Your objective: From the entries that follow, report every line in which "UnaryReader" occurs.

Records for the task:
=======
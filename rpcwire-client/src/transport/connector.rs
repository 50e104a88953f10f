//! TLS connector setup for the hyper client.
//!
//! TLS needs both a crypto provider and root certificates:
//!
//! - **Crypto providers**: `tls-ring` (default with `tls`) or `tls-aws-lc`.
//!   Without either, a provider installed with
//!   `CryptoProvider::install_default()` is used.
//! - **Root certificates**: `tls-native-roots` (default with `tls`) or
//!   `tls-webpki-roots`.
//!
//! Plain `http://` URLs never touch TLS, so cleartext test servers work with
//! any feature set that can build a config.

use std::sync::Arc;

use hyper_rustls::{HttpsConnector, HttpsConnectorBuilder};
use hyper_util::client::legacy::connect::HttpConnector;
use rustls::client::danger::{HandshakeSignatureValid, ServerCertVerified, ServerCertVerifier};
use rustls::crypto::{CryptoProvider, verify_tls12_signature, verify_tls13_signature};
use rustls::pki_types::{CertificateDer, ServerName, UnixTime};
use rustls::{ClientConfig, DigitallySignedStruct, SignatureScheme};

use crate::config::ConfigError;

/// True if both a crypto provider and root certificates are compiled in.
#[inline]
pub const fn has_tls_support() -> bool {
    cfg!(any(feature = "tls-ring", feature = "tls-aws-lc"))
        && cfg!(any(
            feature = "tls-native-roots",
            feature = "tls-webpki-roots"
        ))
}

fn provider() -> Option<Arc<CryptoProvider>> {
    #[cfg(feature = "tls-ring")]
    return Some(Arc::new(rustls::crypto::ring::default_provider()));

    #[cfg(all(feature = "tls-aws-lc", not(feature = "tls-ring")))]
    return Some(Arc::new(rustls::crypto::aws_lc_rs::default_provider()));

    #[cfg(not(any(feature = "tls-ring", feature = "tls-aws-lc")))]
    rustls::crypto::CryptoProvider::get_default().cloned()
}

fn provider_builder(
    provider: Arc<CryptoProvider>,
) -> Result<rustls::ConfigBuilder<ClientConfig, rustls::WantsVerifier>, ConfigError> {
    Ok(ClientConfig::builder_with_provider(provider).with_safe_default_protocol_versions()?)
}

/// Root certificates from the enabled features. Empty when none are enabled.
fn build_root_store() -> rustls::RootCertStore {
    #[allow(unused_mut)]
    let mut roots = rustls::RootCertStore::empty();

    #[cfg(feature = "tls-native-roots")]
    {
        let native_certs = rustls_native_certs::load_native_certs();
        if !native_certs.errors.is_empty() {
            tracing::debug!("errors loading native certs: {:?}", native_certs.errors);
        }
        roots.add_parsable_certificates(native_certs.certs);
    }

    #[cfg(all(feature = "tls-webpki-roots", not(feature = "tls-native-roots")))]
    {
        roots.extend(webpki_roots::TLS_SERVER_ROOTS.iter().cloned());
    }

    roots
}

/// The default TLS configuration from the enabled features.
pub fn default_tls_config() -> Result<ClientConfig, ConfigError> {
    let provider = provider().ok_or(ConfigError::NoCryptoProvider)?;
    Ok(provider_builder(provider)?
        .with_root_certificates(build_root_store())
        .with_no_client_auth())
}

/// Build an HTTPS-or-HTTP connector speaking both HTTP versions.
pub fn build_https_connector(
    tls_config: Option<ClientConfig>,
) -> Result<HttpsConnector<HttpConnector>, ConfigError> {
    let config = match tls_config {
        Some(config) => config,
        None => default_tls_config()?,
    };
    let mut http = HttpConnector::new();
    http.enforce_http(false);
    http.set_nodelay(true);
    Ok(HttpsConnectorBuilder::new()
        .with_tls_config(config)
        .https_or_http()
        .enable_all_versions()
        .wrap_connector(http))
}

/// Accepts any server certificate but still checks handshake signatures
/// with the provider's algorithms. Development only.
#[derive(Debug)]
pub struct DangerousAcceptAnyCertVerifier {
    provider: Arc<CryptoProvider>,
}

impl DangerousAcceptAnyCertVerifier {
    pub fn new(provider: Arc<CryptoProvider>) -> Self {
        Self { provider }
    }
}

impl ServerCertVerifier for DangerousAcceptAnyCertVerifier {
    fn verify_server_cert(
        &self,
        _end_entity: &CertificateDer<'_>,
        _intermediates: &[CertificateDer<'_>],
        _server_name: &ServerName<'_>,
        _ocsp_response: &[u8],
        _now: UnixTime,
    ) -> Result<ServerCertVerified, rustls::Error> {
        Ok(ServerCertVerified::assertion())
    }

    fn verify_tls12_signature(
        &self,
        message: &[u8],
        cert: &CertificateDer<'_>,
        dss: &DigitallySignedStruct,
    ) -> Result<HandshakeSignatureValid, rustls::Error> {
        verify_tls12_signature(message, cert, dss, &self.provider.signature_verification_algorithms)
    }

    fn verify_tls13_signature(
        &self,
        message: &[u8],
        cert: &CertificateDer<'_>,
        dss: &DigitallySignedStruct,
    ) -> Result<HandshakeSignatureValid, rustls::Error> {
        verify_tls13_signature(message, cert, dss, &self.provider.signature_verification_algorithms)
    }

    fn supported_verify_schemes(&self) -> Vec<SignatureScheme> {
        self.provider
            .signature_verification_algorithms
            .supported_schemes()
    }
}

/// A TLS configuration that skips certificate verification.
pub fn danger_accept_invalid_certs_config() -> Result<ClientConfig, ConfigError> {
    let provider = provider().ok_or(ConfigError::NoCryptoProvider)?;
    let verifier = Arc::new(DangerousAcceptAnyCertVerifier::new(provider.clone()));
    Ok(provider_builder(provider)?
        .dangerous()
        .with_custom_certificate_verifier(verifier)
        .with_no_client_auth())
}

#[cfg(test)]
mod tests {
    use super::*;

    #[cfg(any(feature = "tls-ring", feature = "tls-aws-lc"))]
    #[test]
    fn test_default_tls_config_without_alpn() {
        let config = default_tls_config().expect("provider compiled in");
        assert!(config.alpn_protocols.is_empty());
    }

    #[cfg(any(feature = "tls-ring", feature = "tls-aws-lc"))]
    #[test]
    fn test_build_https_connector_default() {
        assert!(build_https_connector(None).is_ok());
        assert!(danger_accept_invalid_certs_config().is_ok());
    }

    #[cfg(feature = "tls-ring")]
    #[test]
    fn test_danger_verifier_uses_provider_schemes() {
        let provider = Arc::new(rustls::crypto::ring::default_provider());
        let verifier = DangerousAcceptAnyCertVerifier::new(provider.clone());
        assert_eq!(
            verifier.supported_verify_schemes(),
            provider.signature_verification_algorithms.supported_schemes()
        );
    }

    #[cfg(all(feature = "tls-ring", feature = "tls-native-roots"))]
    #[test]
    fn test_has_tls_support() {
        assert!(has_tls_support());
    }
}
=======
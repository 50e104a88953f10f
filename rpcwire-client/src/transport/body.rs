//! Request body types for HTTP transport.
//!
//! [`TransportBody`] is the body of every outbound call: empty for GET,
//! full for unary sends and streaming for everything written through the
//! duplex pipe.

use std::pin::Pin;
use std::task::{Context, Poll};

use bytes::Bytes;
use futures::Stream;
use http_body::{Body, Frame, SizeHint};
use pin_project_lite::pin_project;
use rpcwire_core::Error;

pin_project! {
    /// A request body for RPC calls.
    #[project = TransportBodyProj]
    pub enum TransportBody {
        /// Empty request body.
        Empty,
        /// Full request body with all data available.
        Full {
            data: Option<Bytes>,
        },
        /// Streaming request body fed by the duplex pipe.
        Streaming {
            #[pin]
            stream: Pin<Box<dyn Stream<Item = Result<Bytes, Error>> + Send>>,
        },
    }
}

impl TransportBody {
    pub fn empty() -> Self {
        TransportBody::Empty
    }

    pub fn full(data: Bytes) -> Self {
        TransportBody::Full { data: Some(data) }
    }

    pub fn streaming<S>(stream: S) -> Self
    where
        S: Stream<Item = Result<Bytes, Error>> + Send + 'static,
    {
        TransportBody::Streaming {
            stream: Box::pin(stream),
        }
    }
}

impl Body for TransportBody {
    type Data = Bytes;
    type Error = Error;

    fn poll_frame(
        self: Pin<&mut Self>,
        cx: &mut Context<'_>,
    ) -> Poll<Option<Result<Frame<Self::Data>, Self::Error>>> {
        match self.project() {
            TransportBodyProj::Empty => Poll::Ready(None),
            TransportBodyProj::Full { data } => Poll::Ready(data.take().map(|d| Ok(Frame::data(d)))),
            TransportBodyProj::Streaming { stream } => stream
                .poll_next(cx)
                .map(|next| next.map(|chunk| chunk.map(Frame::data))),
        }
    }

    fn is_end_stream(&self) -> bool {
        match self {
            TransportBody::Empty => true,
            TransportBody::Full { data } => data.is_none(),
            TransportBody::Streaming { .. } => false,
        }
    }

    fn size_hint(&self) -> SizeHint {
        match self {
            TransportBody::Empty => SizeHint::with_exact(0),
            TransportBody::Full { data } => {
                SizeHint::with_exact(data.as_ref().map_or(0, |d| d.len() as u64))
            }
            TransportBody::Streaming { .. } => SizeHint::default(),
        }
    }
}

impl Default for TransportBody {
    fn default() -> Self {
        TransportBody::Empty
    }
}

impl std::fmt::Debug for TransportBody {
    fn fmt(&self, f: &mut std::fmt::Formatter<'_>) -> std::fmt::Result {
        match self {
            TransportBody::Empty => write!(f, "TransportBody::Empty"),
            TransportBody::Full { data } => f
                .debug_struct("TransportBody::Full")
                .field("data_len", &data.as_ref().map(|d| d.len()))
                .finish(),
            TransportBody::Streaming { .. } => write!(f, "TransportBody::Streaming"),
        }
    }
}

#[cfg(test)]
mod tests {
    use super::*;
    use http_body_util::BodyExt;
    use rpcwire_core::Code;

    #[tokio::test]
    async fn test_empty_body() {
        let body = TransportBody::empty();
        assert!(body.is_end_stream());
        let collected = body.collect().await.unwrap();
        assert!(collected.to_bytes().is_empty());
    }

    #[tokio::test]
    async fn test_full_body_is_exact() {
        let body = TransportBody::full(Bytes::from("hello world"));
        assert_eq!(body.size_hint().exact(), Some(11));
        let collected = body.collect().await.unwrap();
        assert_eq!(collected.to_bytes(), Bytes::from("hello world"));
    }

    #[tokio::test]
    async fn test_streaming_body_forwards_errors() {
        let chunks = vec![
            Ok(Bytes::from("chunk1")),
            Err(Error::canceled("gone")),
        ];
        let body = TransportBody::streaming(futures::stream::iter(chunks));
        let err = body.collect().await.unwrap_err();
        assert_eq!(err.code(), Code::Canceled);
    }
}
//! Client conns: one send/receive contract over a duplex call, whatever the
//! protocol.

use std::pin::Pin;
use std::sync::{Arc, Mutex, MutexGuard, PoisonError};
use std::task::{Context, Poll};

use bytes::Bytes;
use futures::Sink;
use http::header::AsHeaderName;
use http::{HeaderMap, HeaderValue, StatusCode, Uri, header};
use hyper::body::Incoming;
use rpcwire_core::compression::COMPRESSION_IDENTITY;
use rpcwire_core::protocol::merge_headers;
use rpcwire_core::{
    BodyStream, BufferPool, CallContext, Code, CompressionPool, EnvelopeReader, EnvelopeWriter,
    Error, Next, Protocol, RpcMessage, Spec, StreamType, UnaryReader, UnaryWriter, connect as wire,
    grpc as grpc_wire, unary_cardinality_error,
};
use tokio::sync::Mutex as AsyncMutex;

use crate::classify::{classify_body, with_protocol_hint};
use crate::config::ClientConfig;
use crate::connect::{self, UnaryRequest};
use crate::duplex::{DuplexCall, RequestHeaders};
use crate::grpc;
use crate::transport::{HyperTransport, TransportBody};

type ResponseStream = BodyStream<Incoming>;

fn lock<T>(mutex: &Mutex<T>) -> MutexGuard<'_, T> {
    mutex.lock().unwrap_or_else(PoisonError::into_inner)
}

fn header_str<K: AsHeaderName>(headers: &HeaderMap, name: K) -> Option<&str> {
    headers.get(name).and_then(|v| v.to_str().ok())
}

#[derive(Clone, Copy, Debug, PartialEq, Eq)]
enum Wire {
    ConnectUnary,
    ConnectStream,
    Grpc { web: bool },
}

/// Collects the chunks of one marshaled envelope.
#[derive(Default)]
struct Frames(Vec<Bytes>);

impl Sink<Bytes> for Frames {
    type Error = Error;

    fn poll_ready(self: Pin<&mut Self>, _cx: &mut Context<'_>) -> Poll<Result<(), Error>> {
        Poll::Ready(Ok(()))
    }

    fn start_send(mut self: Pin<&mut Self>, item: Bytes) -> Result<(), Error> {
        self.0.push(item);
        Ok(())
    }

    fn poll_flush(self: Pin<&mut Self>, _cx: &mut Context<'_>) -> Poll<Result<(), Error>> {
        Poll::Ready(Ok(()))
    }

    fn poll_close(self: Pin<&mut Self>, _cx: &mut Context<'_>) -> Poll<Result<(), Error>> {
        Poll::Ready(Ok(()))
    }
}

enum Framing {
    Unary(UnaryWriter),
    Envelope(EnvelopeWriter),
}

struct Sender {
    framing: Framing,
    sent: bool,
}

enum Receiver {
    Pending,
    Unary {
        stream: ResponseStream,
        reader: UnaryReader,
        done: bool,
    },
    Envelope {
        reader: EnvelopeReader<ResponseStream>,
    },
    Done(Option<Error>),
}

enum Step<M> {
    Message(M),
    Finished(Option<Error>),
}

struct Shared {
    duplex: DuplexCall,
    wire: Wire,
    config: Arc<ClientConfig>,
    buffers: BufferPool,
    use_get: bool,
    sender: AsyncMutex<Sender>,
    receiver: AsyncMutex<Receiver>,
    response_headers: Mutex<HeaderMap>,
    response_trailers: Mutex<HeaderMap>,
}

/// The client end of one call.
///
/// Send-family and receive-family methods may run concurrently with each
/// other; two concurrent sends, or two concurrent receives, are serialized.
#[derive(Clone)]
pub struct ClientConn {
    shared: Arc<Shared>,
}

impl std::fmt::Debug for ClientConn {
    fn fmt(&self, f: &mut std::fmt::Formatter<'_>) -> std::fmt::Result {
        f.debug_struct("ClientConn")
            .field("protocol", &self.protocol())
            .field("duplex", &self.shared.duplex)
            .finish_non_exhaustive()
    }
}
=======
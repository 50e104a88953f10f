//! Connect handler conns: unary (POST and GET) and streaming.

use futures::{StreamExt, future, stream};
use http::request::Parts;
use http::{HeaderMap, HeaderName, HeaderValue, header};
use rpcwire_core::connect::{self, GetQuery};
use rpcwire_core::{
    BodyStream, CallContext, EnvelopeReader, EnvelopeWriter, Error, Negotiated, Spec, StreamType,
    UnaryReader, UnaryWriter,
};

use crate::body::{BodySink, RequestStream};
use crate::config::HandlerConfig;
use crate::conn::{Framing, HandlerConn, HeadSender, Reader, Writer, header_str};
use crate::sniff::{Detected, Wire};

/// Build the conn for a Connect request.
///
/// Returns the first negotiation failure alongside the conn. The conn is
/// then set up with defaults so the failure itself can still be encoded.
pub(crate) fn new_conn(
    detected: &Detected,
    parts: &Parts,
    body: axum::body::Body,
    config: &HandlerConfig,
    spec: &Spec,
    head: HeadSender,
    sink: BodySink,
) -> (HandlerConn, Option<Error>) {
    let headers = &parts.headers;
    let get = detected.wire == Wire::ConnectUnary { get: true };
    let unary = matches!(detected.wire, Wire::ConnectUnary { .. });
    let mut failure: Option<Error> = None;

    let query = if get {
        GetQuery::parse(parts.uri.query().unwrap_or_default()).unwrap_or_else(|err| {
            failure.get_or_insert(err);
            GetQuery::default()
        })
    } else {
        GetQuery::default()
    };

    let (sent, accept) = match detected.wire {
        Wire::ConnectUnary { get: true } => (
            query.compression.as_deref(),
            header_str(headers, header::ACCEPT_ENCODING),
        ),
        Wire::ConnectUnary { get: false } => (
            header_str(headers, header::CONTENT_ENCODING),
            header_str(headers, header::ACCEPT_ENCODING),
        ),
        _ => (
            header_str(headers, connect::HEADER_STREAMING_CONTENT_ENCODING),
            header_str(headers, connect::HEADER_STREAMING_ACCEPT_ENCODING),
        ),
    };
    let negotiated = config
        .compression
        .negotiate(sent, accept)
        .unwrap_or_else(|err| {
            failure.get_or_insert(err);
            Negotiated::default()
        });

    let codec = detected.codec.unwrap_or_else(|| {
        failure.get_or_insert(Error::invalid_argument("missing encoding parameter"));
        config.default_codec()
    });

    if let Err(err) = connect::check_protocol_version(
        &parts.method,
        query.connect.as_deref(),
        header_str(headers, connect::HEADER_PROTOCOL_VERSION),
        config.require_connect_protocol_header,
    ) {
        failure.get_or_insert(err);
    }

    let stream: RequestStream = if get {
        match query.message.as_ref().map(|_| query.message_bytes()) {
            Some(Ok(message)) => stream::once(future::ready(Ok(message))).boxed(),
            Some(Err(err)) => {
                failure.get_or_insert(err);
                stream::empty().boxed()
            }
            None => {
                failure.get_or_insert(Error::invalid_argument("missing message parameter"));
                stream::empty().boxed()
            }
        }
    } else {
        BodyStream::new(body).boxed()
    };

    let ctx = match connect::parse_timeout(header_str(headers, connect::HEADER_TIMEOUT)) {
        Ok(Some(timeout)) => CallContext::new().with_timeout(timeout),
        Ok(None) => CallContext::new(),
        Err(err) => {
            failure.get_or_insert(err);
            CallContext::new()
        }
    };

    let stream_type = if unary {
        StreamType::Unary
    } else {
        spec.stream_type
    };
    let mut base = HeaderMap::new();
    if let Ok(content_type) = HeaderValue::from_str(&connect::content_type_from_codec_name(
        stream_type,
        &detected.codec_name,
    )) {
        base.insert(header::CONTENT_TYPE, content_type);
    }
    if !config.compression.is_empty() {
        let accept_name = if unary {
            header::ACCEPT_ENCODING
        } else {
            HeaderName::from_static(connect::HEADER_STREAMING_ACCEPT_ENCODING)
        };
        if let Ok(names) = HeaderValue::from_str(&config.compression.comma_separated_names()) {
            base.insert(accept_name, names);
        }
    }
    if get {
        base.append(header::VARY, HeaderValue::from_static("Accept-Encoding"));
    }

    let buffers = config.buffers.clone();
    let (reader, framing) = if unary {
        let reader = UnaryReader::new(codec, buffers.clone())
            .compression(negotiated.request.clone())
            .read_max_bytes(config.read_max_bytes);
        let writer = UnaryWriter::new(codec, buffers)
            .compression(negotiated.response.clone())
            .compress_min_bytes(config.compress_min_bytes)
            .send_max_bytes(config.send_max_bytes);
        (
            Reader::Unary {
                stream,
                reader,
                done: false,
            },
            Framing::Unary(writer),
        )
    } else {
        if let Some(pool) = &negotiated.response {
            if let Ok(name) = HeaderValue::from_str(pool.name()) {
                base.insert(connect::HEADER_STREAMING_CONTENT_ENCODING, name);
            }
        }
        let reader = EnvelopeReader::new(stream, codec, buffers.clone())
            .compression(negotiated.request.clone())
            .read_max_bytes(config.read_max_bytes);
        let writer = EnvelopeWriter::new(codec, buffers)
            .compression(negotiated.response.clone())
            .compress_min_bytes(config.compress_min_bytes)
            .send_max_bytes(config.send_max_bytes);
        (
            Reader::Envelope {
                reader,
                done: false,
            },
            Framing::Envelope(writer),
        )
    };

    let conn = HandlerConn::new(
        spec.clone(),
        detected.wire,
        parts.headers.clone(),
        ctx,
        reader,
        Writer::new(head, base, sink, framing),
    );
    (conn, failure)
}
=======
Reply:
    Error, Next, Protocol, RpcMessage, Spec, StreamType, UnaryReader, UnaryWriter, connect as wire,
        reader: UnaryReader,
    UnaryReader, UnaryWriter,
        let reader = UnaryReader::new(codec, buffers.clone())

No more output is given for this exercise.